In a research note earlier this month, MoffettNathanson analyst Michael Nathanson projected that traditional TV ratings among 18-49 year olds will decline 5.5 to 6.5 percent a year for the next five years. As a result, he expects TV advertising spending to fall 3 percent per year over the same period.

Not all digital viewing is ad-free, or course, but a some of the most popular channels are. According to Nielsen, Netflix is now in 36 percent of U.S. homes while Amazon Prime Instant is in 13 percent. The third most popular streaming channel, Hulu, carries ads but recently launched an ad-free tier as it battles for subscribers.

Network execs now openly fret that Netflix and its kind are training a generation of consumers to expect to watch TV without ads. When erroneous reports circulated earlier this year that Netflix was considering introducing ads, in fact, the backlash was immediate and fierce, underscoring how critical remaining ad-free is to Netflix’s value proposition. A recent survey by Strata Marketing found more than one third of consumers found online video ads “more annoying” than TV ads, compared with only 12 percent who said TV ads are worse. Nearly one in five said they are unwilling to watch online video ads for any reason.

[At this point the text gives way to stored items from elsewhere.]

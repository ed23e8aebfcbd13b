//! Task spawning with explicit priority and stack.
//!
//! Wraps `esp_pthread_set_cfg()` so that `std::thread::spawn` creates a
//! FreeRTOS task with the requested priority and stack size. On non-ESP
//! targets it falls back to a plain named thread.
//!
//! # ESP-IDF Threading Model
//!
//! ESP-IDF implements `std::thread` via pthreads, which are thin wrappers
//! around FreeRTOS tasks. `esp_pthread_set_cfg()` sets thread-local
//! configuration that applies to the *next* `pthread_create()` call from
//! the calling thread, so the config→spawn pair must not be interleaved
//! with other thread creation on the same thread.

use std::io;
use std::thread::JoinHandle;

/// Priority and stack for one node task.
#[derive(Debug, Clone, Copy, PartialEq, Eq)]
pub struct TaskSpec {
    /// NUL-terminated task name (e.g. `"decoder\0"`).
    pub name: &'static str,
    /// FreeRTOS priority; higher preempts lower.
    pub priority: u8,
    pub stack_kb: usize,
}

impl TaskSpec {
    pub const DECODER: Self = Self {
        name: "decoder\0",
        priority: 5,
        stack_kb: 6,
    };
    pub const DISPATCHER: Self = Self {
        name: "dispatcher\0",
        priority: 5,
        stack_kb: 6,
    };
    pub const TEMP_SAMPLER: Self = Self {
        name: "temp-sampler\0",
        priority: 4,
        stack_kb: 4,
    };
    pub const LIGHT_SAMPLER: Self = Self {
        name: "light-sampler\0",
        priority: 4,
        stack_kb: 4,
    };
    pub const ACTUATOR: Self = Self {
        name: "actuator\0",
        priority: 3,
        stack_kb: 3,
    };
    pub const UART_RX: Self = Self {
        name: "uart-rx\0",
        priority: 6,
        stack_kb: 4,
    };

    pub fn display_name(&self) -> &'static str {
        self.name.trim_end_matches('\0')
    }
}

/// Spawn a node task with its priority and stack size.
#[cfg(target_os = "espidf")]
pub fn spawn_task(
    spec: TaskSpec,
    f: impl FnOnce() + Send + 'static,
) -> io::Result<JoinHandle<()>> {
    // SAFETY: the config is consumed by the very next pthread_create on
    // this thread, which is the spawn below.
    unsafe {
        let mut cfg = esp_idf_sys::esp_create_default_pthread_config();
        cfg.prio = i32::from(spec.priority);
        cfg.stack_size = (spec.stack_kb * 1024) as i32;
        cfg.thread_name = spec.name.as_ptr() as *const _;
        let ret = esp_idf_sys::esp_pthread_set_cfg(&cfg);
        if ret != esp_idf_sys::ESP_OK as i32 {
            return Err(io::Error::other(format!("esp_pthread_set_cfg failed: {ret}")));
        }
    }

    log::info!(
        "Spawning '{}' (pri={}, stack={}KB)",
        spec.display_name(),
        spec.priority,
        spec.stack_kb
    );

    std::thread::Builder::new()
        .name(spec.display_name().into())
        .spawn(f)
}

/// Simulation fallback: priority is advisory only.
#[cfg(not(target_os = "espidf"))]
pub fn spawn_task(
    spec: TaskSpec,
    f: impl FnOnce() + Send + 'static,
) -> io::Result<JoinHandle<()>> {
    log::debug!(
        "Spawning '{}' (sim, pri={} ignored, stack={}KB)",
        spec.display_name(),
        spec.priority,
        spec.stack_kb
    );

    std::thread::Builder::new()
        .name(spec.display_name().into())
        .stack_size(spec.stack_kb * 1024)
        .spawn(f)
}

Clearly, then, ad-free viewing, unlike ad-free listening, has real value to some significant percentage of consumers, and they’re willing to pay for it.

Why attitudes are so different isn’t entirely clear, at least to me. Part of it no doubt has to do with the history of the different businesses. People have long paid for TV and have been willing to pay more for ad-free options like HBO. Listening passively to music, either on the radio or from your own collection, was always free or something you did for yourself. It was never a paid service.

But the difference also suggests that the notion people won’t pay for content is too simplistic. They’ll pay for the experience they want and they clearly calibrate costs and the quality of the experience differently in different contexts. But it also suggests those dials can be worked:  turn the cost and quality-of-experience dials up and down and you might get a different response.